Эти фразы, не смотря на свою риторическую внешность, имели под собою отчасти верную подкладку, которую подтверждала история Швеции: интрига, личные выгоды, подкуп, были в течение столетий основным элементом политической жизни Швеции и всех её составных частей. Деморализация особенно развилась в так называемый либеральный период, т. е. по издании конституции 1721 г., когда королевская власть была доведена до последней степени уничижения.

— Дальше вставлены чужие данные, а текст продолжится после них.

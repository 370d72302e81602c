//! General recommendation entity, one row per (category, theme)

use sea_orm::entity::prelude::*;
use serde::{Deserialize, Serialize};

#[derive(Clone, Debug, PartialEq, Eq, DeriveEntityModel, Serialize, Deserialize)]
#[sea_orm(table_name = "ai_recommendations")]
#[serde(rename_all = "camelCase")]
pub struct Model {
    #[sea_orm(primary_key)]
    pub id: i32,

    #[sea_orm(column_type = "Text")]
    pub category: String,

    /// Empty string when the theme is unspecified
    #[sea_orm(column_type = "Text")]
    pub theme: String,

    #[sea_orm(column_type = "Text")]
    pub text: String,

    pub created_at: DateTimeUtc,

    pub updated_at: DateTimeUtc,
}

#[derive(Copy, Clone, Debug, EnumIter, DeriveRelation)]
pub enum Relation {}

impl ActiveModelBehavior for ActiveModel {}
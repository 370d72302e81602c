//! Configuration management for SentAI services
//!
//! Supports loading configuration from:
//! - Environment variables (prefixed with APP__)
//! - Configuration files (config.toml, config.yaml)
//! - Default values

use config::{Config, ConfigError, Environment, File};
use serde::{Deserialize, Serialize};
use std::time::Duration;

/// Main application configuration
#[derive(Debug, Clone, Deserialize, Serialize)]
pub struct AppConfig {
    /// Server configuration
    #[serde(default)]
    pub server: ServerConfig,

    /// Database configuration
    pub database: DatabaseConfig,

    /// Authentication configuration
    #[serde(default)]
    pub auth: AuthConfig,

    /// External analyzer configuration
    #[serde(default)]
    pub analyzer: AnalyzerConfig,

    /// Batch ingestion configuration
    #[serde(default)]
    pub ingestion: IngestionConfig,

    /// Observability configuration
    #[serde(default)]
    pub observability: ObservabilityConfig,

    /// Rate limiting configuration
    #[serde(default)]
    pub rate_limit: RateLimitConfig,
}

#[derive(Debug, Clone, Deserialize, Serialize)]
pub struct ServerConfig {
    /// Host to bind to
    #[serde(default = "default_host")]
    pub host: String,

    /// Port to listen on
    #[serde(default = "default_port")]
    pub port: u16,

    /// Maximum concurrent requests
    #[serde(default = "default_max_concurrent")]
    pub max_concurrent_requests: usize,

    /// Maximum request body size in bytes (spreadsheet uploads are large)
    #[serde(default = "default_body_limit")]
    pub body_limit_bytes: usize,
}

#[derive(Debug, Clone, Deserialize, Serialize)]
pub struct DatabaseConfig {
    /// Database URL (postgres:// or sqlite:)
    pub url: String,

    /// Maximum number of connections
    #[serde(default = "default_max_connections")]
    pub max_connections: u32,

    /// Minimum number of connections
    #[serde(default = "default_min_connections")]
    pub min_connections: u32,

    /// Connection timeout in seconds
    #[serde(default = "default_connect_timeout")]
    pub connect_timeout_secs: u64,

    /// Idle timeout in seconds
    #[serde(default = "default_idle_timeout")]
    pub idle_timeout_secs: u64,

    /// Log every SQL statement
    #[serde(default)]
    pub sql_logging: bool,
}

#[derive(Debug, Clone, Deserialize, Serialize)]
pub struct AuthConfig {
    /// JWT secret for token signing
    pub jwt_secret: Option<String>,

    /// JWT expiration in seconds
    #[serde(default = "default_jwt_expiration")]
    pub jwt_expiration_secs: u64,
}

#[derive(Debug, Clone, Deserialize, Serialize)]
pub struct AnalyzerConfig {
    /// Provider: openai, huggingface, mock
    #[serde(default = "default_analyzer_provider")]
    pub provider: String,

    /// API key for the text generation service
    pub api_key: Option<String>,

    /// API base URL (for custom endpoints)
    pub api_base: Option<String>,

    /// Model used for dimension analysis
    #[serde(default = "default_analyzer_model")]
    pub model: String,

    /// Model used for recommendation text (defaults to `model`)
    pub recommendation_model: Option<String>,

    /// Per-call timeout in seconds
    #[serde(default = "default_analyzer_timeout")]
    pub timeout_secs: u64,
}

#[derive(Debug, Clone, Deserialize, Serialize)]
pub struct IngestionConfig {
    /// Rows per transaction
    #[serde(default = "default_chunk_size")]
    pub chunk_size: usize,
}

#[derive(Debug, Clone, Deserialize, Serialize)]
pub struct ObservabilityConfig {
    /// Log level (debug, info, warn, error) or a full EnvFilter directive
    #[serde(default = "default_log_level")]
    pub log_level: String,

    /// Enable JSON logging
    #[serde(default = "default_json_logging")]
    pub json_logging: bool,

    /// Metrics port (0 to disable)
    #[serde(default = "default_metrics_port")]
    pub metrics_port: u16,

    /// Service name for tracing
    #[serde(default = "default_service_name")]
    pub service_name: String,
}

#[derive(Debug, Clone, Deserialize, Serialize)]
pub struct RateLimitConfig {
    /// Requests per second (global)
    #[serde(default = "default_rate_limit")]
    pub requests_per_second: u32,

    /// Burst capacity
    #[serde(default = "default_burst")]
    pub burst: u32,

    /// Enable rate limiting
    #[serde(default = "default_enabled")]
    pub enabled: bool,
}

// Default value functions
fn default_host() -> String { "0.0.0.0".to_string() }
fn default_port() -> u16 { 3000 }
fn default_max_concurrent() -> usize { 100 }
fn default_body_limit() -> usize { 50 * 1024 * 1024 }
fn default_max_connections() -> u32 { 20 }
fn default_min_connections() -> u32 { 2 }
fn default_connect_timeout() -> u64 { 10 }
fn default_idle_timeout() -> u64 { 300 }
fn default_jwt_expiration() -> u64 { 24 * 3600 }
fn default_analyzer_provider() -> String { "openai".to_string() }
fn default_analyzer_model() -> String { "gpt-4o-mini".to_string() }
fn default_analyzer_timeout() -> u64 { 20 }
fn default_chunk_size() -> usize { 100 }
fn default_log_level() -> String { "info".to_string() }
fn default_json_logging() -> bool { true }
fn default_metrics_port() -> u16 { 9090 }
fn default_service_name() -> String { "sentai".to_string() }
fn default_rate_limit() -> u32 { 50 }
fn default_burst() -> u32 { 100 }
fn default_enabled() -> bool { true }

impl Default for ServerConfig {
    fn default() -> Self {
        Self {
            host: default_host(),
            port: default_port(),
            max_concurrent_requests: default_max_concurrent(),
            body_limit_bytes: default_body_limit(),
        }
    }
}

impl Default for AuthConfig {
    fn default() -> Self {
        Self {
            jwt_secret: None,
            jwt_expiration_secs: default_jwt_expiration(),
        }
    }
}

impl Default for AnalyzerConfig {
    fn default() -> Self {
        Self {
            provider: default_analyzer_provider(),
            api_key: None,
            api_base: None,
            model: default_analyzer_model(),
            recommendation_model: None,
            timeout_secs: default_analyzer_timeout(),
        }
    }
}

impl Default for IngestionConfig {
    fn default() -> Self {
        Self { chunk_size: default_chunk_size() }
    }
}

impl Default for ObservabilityConfig {
    fn default() -> Self {
        Self {
            log_level: default_log_level(),
            json_logging: default_json_logging(),
            metrics_port: default_metrics_port(),
            service_name: default_service_name(),
        }
    }
}

impl Default for RateLimitConfig {
    fn default() -> Self {
        Self {
            requests_per_second: default_rate_limit(),
            burst: default_burst(),
            enabled: default_enabled(),
        }
    }
}

impl AppConfig {
    /// Load configuration from environment and files
    pub fn load() -> Result<Self, ConfigError> {
        let env = std::env::var("APP_ENV").unwrap_or_else(|_| "development".to_string());

        let config = Config::builder()
            .set_default("server.host", "0.0.0.0")?
            .set_default("server.port", 3000)?
            .add_source(File::with_name("config/default").required(false))
            .add_source(File::with_name(&format!("config/{}", env)).required(false))
            .add_source(File::with_name("config/local").required(false))
            // e.g., APP__AUTH__JWT_SECRET=...
            .add_source(
                Environment::with_prefix("APP")
                    .separator("__")
                    .try_parsing(true),
            )
            .build()?;

        config.try_deserialize()
    }

    /// Get the analyzer call timeout as Duration
    pub fn analyzer_timeout(&self) -> Duration {
        Duration::from_secs(self.analyzer.timeout_secs)
    }

    /// Signing secret, rejecting configurations that never set one
    pub fn jwt_secret(&self) -> Result<&str, ConfigError> {
        self.auth
            .jwt_secret
            .as_deref()
            .filter(|s| !s.is_empty())
            .ok_or_else(|| ConfigError::NotFound("auth.jwt_secret".to_string()))
    }
}

impl Default for AppConfig {
    fn default() -> Self {
        Self {
            server: ServerConfig::default(),
            database: DatabaseConfig {
                url: "postgres://localhost/sentai".to_string(),
                max_connections: default_max_connections(),
                min_connections: default_min_connections(),
                connect_timeout_secs: default_connect_timeout(),
                idle_timeout_secs: default_idle_timeout(),
                sql_logging: false,
            },
            auth: AuthConfig::default(),
            analyzer: AnalyzerConfig::default(),
            ingestion: IngestionConfig::default(),
            observability: ObservabilityConfig::default(),
            rate_limit: RateLimitConfig::default(),
        }
    }
}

И что же? Отвечая на свой собственный вопрос о том, что нужно сделать с шведской конституцией, дабы применить ее к настоящему положению Финляндии, Егергорн не находил ничего лучшего, как возвратиться к основным законам 1721 г. С удивительною близорукостью, которую при других условиях можно было бы счесть за дерзкую насмешку, он находил, что восстановление этой конституции тем естественнее, что она была гарантирована Швеции Ништадтским договором Петра Великого! Россия брала на себя тогда охрану этого образа правления именно в виду того, что он имел в себе все элементы бессилия Швеции. И вот новейший советник рекомендует русскому государю принять на себя ту ничтожную роль, на которую его предок обрекал своего врага. А чтобы «возвысить» власть монарха (!) — при том что по проекту Егергорна государственные чины делались участниками его прав по законодательству, — автор проекта предлагал возвести Финляндию, — на степень королевства. Управление королевством, за пребыванием короля вне его, в Петербурге, предлагалось возложить на особый Сенат из 12 членов.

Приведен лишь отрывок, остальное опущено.